▶ **WHAT THIS TASK INVOLVES**
Return each line of the data below that contains the string "MeterReading".

▶ **AVAILABLE DATA**
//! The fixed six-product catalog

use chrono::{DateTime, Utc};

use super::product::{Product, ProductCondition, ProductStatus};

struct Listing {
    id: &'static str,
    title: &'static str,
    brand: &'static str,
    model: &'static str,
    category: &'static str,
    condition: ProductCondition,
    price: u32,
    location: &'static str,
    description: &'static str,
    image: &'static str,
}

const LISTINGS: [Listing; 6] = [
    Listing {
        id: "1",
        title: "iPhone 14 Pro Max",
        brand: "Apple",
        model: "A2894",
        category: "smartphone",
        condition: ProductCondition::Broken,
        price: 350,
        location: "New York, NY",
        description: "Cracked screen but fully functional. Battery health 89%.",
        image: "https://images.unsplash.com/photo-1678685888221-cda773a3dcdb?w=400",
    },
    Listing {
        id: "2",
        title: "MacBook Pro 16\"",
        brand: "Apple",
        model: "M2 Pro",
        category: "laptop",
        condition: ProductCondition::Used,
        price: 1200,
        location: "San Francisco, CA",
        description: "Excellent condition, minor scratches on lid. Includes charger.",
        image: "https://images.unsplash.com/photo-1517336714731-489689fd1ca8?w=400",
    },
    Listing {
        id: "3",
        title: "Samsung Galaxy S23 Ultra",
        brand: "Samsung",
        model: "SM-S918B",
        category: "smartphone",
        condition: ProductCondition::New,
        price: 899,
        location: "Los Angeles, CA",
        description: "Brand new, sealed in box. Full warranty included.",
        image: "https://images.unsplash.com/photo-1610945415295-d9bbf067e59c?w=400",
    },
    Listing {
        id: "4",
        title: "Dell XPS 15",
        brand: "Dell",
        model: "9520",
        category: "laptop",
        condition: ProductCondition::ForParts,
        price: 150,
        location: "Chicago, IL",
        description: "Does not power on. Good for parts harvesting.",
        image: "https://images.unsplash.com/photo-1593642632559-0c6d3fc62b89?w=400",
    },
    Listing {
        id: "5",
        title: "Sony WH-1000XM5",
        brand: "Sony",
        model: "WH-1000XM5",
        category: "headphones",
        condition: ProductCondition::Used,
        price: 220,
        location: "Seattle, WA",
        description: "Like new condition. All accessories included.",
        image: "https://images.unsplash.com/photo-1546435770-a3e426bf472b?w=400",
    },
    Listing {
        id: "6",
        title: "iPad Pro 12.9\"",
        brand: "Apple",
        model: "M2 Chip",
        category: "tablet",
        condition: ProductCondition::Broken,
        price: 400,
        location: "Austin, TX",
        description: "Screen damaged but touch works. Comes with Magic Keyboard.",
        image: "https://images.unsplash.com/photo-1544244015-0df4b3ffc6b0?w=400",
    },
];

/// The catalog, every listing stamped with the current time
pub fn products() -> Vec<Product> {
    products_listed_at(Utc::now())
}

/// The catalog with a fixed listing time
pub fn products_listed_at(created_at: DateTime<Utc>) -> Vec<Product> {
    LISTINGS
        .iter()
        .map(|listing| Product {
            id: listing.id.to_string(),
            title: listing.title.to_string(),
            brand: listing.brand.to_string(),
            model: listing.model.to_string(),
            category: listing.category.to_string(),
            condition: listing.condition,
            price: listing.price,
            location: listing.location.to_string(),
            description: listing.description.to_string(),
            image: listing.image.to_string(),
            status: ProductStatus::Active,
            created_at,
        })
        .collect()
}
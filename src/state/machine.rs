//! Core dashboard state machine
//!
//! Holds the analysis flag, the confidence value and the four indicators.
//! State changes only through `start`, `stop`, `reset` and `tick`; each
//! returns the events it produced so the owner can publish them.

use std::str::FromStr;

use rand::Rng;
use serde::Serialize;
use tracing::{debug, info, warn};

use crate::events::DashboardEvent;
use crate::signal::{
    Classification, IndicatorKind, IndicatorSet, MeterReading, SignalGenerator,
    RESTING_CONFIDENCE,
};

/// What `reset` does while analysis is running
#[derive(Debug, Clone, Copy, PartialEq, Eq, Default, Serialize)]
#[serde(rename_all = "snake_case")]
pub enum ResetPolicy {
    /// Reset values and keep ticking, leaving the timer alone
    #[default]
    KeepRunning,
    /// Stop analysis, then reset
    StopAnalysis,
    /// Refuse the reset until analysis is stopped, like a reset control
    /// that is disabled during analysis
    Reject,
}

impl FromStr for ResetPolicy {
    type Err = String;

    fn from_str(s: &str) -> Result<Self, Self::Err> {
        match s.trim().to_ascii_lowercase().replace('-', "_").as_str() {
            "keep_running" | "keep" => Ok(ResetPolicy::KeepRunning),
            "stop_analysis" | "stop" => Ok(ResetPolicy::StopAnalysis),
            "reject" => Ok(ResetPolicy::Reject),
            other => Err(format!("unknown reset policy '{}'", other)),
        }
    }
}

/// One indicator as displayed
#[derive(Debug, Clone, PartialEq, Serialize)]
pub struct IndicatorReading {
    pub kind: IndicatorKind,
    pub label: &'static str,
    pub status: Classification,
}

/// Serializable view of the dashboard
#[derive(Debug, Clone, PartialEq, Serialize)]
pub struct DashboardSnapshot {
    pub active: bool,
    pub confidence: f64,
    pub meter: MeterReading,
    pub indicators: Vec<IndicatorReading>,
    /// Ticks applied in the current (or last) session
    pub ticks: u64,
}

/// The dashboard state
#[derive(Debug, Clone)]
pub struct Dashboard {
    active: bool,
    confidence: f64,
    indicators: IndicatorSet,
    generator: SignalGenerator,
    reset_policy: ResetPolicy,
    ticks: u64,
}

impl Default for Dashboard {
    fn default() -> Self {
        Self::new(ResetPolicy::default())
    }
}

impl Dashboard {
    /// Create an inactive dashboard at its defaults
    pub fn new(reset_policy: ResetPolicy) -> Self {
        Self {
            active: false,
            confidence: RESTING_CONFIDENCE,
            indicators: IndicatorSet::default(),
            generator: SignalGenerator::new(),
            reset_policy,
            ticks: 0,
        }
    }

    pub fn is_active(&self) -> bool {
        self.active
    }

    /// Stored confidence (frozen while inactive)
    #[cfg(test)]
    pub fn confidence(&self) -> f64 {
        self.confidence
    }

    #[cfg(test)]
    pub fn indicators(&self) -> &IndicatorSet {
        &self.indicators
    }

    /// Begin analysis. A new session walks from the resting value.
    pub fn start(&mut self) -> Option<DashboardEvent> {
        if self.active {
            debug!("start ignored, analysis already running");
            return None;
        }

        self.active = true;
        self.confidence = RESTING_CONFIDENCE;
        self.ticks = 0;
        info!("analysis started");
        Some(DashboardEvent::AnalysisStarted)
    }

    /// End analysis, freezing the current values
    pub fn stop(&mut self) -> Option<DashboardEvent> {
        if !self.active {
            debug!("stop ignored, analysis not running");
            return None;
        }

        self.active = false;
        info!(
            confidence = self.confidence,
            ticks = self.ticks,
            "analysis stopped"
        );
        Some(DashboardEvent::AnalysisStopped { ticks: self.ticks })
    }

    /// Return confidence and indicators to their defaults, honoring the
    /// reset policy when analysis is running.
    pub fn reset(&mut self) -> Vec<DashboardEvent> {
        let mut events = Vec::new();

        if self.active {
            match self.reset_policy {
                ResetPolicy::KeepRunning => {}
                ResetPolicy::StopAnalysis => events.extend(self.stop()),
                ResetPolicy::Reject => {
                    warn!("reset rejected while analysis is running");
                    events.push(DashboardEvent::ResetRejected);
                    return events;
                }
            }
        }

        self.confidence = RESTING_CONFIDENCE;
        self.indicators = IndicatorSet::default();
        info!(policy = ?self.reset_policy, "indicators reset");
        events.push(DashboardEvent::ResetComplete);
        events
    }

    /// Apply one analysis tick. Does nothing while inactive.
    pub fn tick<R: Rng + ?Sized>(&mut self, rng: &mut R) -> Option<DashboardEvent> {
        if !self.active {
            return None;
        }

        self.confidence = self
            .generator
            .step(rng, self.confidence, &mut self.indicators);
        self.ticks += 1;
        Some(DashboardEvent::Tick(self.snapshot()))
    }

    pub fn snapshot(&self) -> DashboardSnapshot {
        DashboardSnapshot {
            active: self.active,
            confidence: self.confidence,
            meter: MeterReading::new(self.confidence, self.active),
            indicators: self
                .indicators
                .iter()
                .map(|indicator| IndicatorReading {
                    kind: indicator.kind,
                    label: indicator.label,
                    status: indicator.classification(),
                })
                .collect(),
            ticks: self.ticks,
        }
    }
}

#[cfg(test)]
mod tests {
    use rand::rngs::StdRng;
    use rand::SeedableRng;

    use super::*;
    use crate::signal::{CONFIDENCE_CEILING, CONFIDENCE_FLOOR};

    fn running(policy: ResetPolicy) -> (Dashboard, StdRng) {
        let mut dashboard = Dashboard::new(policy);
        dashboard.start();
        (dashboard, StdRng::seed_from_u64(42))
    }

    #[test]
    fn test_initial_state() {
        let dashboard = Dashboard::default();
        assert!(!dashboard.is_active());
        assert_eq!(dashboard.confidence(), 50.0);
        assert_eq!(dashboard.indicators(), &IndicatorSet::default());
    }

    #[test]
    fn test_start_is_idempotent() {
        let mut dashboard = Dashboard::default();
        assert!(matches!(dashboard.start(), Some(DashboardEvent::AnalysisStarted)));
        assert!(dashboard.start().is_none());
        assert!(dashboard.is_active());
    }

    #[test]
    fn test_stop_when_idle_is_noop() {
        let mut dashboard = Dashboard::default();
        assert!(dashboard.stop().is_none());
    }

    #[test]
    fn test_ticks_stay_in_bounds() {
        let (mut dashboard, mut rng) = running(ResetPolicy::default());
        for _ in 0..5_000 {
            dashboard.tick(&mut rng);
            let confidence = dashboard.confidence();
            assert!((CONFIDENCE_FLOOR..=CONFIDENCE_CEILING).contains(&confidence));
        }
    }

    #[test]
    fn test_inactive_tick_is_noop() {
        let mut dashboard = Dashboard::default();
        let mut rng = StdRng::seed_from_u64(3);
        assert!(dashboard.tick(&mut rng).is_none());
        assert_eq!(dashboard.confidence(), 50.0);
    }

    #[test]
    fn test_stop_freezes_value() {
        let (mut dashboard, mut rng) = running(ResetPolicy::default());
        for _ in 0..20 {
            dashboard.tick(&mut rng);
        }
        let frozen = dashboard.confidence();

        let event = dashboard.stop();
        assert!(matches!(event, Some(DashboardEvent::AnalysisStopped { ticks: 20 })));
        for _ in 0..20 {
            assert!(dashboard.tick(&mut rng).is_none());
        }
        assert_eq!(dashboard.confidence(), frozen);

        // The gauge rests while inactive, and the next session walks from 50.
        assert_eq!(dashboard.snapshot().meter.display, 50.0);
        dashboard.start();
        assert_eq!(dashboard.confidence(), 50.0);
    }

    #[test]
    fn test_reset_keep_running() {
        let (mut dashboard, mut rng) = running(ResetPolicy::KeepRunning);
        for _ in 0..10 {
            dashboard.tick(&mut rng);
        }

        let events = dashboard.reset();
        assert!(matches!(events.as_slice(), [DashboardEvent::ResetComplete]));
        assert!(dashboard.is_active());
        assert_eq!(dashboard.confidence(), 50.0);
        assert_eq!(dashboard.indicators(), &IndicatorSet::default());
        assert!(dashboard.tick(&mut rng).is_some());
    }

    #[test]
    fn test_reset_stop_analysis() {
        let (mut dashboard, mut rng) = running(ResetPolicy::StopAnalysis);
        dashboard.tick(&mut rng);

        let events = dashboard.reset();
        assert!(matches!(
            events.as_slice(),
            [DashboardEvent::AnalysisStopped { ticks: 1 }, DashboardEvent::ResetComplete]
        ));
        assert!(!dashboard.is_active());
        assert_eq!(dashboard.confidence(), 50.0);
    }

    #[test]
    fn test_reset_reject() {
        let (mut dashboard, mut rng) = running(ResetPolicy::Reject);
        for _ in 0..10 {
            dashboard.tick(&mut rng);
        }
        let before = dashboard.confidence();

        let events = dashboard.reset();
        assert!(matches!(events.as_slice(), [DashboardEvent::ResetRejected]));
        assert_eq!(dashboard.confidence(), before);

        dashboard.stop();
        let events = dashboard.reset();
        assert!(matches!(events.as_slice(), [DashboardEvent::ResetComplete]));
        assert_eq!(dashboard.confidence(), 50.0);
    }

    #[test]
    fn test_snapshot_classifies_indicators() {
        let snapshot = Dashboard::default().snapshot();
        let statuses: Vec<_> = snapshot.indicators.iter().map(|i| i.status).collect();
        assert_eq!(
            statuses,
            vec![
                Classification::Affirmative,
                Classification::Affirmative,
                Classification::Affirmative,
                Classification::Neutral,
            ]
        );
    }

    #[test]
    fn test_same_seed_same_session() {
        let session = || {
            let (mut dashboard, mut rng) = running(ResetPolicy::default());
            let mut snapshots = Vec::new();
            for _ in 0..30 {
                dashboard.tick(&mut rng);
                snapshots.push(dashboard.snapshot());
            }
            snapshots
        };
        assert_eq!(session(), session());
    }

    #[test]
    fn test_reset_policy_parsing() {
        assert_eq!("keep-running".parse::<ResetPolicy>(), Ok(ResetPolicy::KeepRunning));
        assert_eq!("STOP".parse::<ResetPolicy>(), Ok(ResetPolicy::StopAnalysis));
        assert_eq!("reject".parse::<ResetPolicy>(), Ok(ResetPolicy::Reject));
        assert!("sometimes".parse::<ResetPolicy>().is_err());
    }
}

▶ **ANSWER BOX**
    Classification, IndicatorKind, IndicatorSet, MeterReading, SignalGenerator,
    pub meter: MeterReading,
            meter: MeterReading::new(self.confidence, self.active),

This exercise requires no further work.